TASK DIRECTIONS: Read through the lines below for the string "EngineConfig" and copy each one that has it.

Stored items:
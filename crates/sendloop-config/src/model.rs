// SPDX-FileCopyrightText: 2026 Sendloop Contributors
// SPDX-License-Identifier: MIT OR Apache-2.0

//! Configuration model structs for the Sendloop messaging engine.
//!
//! All structs use `#[serde(deny_unknown_fields)]` to reject unrecognized
//! config keys at startup, providing actionable error messages.

use serde::{Deserialize, Serialize};

/// Top-level Sendloop configuration.
///
/// Loaded from TOML files following XDG hierarchy, with environment variable
/// overrides. All sections are optional and default to sensible values.
#[derive(Debug, Clone, Default, Deserialize, Serialize)]
#[serde(deny_unknown_fields)]
pub struct SendloopConfig {
    /// Engine-wide settings (logging).
    #[serde(default)]
    pub engine: EngineConfig,

    /// Storage backend settings.
    #[serde(default)]
    pub storage: StorageConfig,

    /// Session manager settings.
    #[serde(default)]
    pub session: SessionConfig,

    /// Inbound router settings (knowledge match + AI fallback).
    #[serde(default)]
    pub router: RouterConfig,

    /// Outbound and schedule dispatcher settings.
    #[serde(default)]
    pub dispatcher: DispatcherConfig,

    /// Anthropic API settings.
    #[serde(default)]
    pub anthropic: AnthropicConfig,

    /// WhatsApp Cloud API settings.
    #[serde(default)]
    pub whatsapp: WhatsappConfig,
}

/// Engine-wide configuration.
#[derive(Debug, Clone, Deserialize, Serialize)]
#[serde(deny_unknown_fields)]
pub struct EngineConfig {
    /// Logging level (trace, debug, info, warn, error).
    #[serde(default = "default_log_level")]
    pub log_level: String,
}

impl Default for EngineConfig {
    fn default() -> Self {
        Self {
            log_level: default_log_level(),
        }
    }
}

fn default_log_level() -> String {
    "info".to_string()
}

/// Storage backend configuration.
#[derive(Debug, Clone, Deserialize, Serialize)]
#[serde(deny_unknown_fields)]
pub struct StorageConfig {
    /// Path to the SQLite database file.
    #[serde(default = "default_database_path")]
    pub database_path: String,

    /// Enable WAL journal mode (recommended).
    #[serde(default = "default_wal_mode")]
    pub wal_mode: bool,
}

impl Default for StorageConfig {
    fn default() -> Self {
        Self {
            database_path: default_database_path(),
            wal_mode: default_wal_mode(),
        }
    }
}

fn default_database_path() -> String {
    dirs::data_dir()
        .map(|d| d.join("sendloop/sendloop.db").display().to_string())
        .unwrap_or_else(|| "sendloop.db".to_string())
}

fn default_wal_mode() -> bool {
    true
}

/// Session manager configuration.
#[derive(Debug, Clone, Deserialize, Serialize)]
#[serde(deny_unknown_fields)]
pub struct SessionConfig {
    /// How long a QR/pairing artifact stays valid before the session is
    /// considered failed, in seconds.
    #[serde(default = "default_pairing_ttl_secs")]
    pub pairing_ttl_secs: u64,

    /// Timeout for restoring a session from stored credentials, in seconds.
    #[serde(default = "default_connect_timeout_secs")]
    pub connect_timeout_secs: u64,
}

impl Default for SessionConfig {
    fn default() -> Self {
        Self {
            pairing_ttl_secs: default_pairing_ttl_secs(),
            connect_timeout_secs: default_connect_timeout_secs(),
        }
    }
}

fn default_pairing_ttl_secs() -> u64 {
    120
}

fn default_connect_timeout_secs() -> u64 {
    30
}

/// Inbound router configuration.
#[derive(Debug, Clone, Deserialize, Serialize)]
#[serde(deny_unknown_fields)]
pub struct RouterConfig {
    /// Minimum fuzzy similarity score for a knowledge-base hit, 0.0..=1.0.
    #[serde(default = "default_match_threshold")]
    pub match_threshold: f64,

    /// Delay before sending an auto-reply, in seconds. Makes replies look
    /// less machine-gun to the person on the other end.
    #[serde(default = "default_reply_delay_secs")]
    pub reply_delay_secs: u64,

    /// Timeout for the AI completion call, in seconds.
    #[serde(default = "default_ai_timeout_secs")]
    pub ai_timeout_secs: u64,

    /// Maximum tokens for AI-generated replies.
    #[serde(default = "default_ai_max_tokens")]
    pub ai_max_tokens: u32,

    /// Reply sent when neither the knowledge base nor the AI produced one.
    #[serde(default = "default_fallback_reply")]
    pub fallback_reply: String,
}

impl Default for RouterConfig {
    fn default() -> Self {
        Self {
            match_threshold: default_match_threshold(),
            reply_delay_secs: default_reply_delay_secs(),
            ai_timeout_secs: default_ai_timeout_secs(),
            ai_max_tokens: default_ai_max_tokens(),
            fallback_reply: default_fallback_reply(),
        }
    }
}

fn default_match_threshold() -> f64 {
    0.84
}

fn default_reply_delay_secs() -> u64 {
    2
}

fn default_ai_timeout_secs() -> u64 {
    30
}

fn default_ai_max_tokens() -> u32 {
    512
}

fn default_fallback_reply() -> String {
    "Sorry, I couldn't process your message right now. A human will get back to you shortly."
        .to_string()
}

/// Outbound and schedule dispatcher configuration.
#[derive(Debug, Clone, Deserialize, Serialize)]
#[serde(deny_unknown_fields)]
pub struct DispatcherConfig {
    /// How often the schedule dispatcher polls for due jobs, in seconds.
    #[serde(default = "default_poll_interval_secs")]
    pub poll_interval_secs: u64,

    /// Default delay between consecutive recipients in a batch, in
    /// milliseconds. Used when a job does not specify its own.
    #[serde(default = "default_per_recipient_delay_ms")]
    pub default_per_recipient_delay_ms: u64,

    /// Default daily recipient cap for scheduled fan-out. `None` means no cap.
    #[serde(default)]
    pub default_daily_cap: Option<u32>,

    /// Timeout for a single outbound send, in seconds.
    #[serde(default = "default_send_timeout_secs")]
    pub send_timeout_secs: u64,
}

impl Default for DispatcherConfig {
    fn default() -> Self {
        Self {
            poll_interval_secs: default_poll_interval_secs(),
            default_per_recipient_delay_ms: default_per_recipient_delay_ms(),
            default_daily_cap: None,
            send_timeout_secs: default_send_timeout_secs(),
        }
    }
}

fn default_poll_interval_secs() -> u64 {
    15
}

fn default_per_recipient_delay_ms() -> u64 {
    3000
}

fn default_send_timeout_secs() -> u64 {
    30
}

/// Anthropic API configuration.
#[derive(Debug, Clone, Deserialize, Serialize)]
#[serde(deny_unknown_fields)]
pub struct AnthropicConfig {
    /// Anthropic API key. `None` requires the `ANTHROPIC_API_KEY` environment
    /// variable at startup.
    #[serde(default)]
    pub api_key: Option<String>,

    /// Model used for auto-reply completions.
    #[serde(default = "default_model")]
    pub model: String,

    /// Anthropic API version string.
    #[serde(default = "default_api_version")]
    pub api_version: String,

    /// HTTP request timeout in seconds.
    #[serde(default = "default_anthropic_timeout_secs")]
    pub timeout_secs: u64,
}

impl Default for AnthropicConfig {
    fn default() -> Self {
        Self {
            api_key: None,
            model: default_model(),
            api_version: default_api_version(),
            timeout_secs: default_anthropic_timeout_secs(),
        }
    }
}

fn default_model() -> String {
    "claude-haiku-4-5-20250901".to_string()
}

fn default_api_version() -> String {
    "2023-06-01".to_string()
}

fn default_anthropic_timeout_secs() -> u64 {
    60
}

/// WhatsApp Cloud API configuration.
#[derive(Debug, Clone, Deserialize, Serialize)]
#[serde(deny_unknown_fields)]
pub struct WhatsappConfig {
    /// Graph API base URL.
    #[serde(default = "default_whatsapp_api_base")]
    pub api_base: String,

    /// HTTP request timeout in seconds.
    #[serde(default = "default_whatsapp_timeout_secs")]
    pub timeout_secs: u64,
}

impl Default for WhatsappConfig {
    fn default() -> Self {
        Self {
            api_base: default_whatsapp_api_base(),
            timeout_secs: default_whatsapp_timeout_secs(),
        }
    }
}

fn default_whatsapp_api_base() -> String {
    "https://graph.facebook.com/v19.0".to_string()
}

fn default_whatsapp_timeout_secs() -> u64 {
    30
}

RESULT:
    pub engine: EngineConfig,
pub struct EngineConfig {
impl Default for EngineConfig {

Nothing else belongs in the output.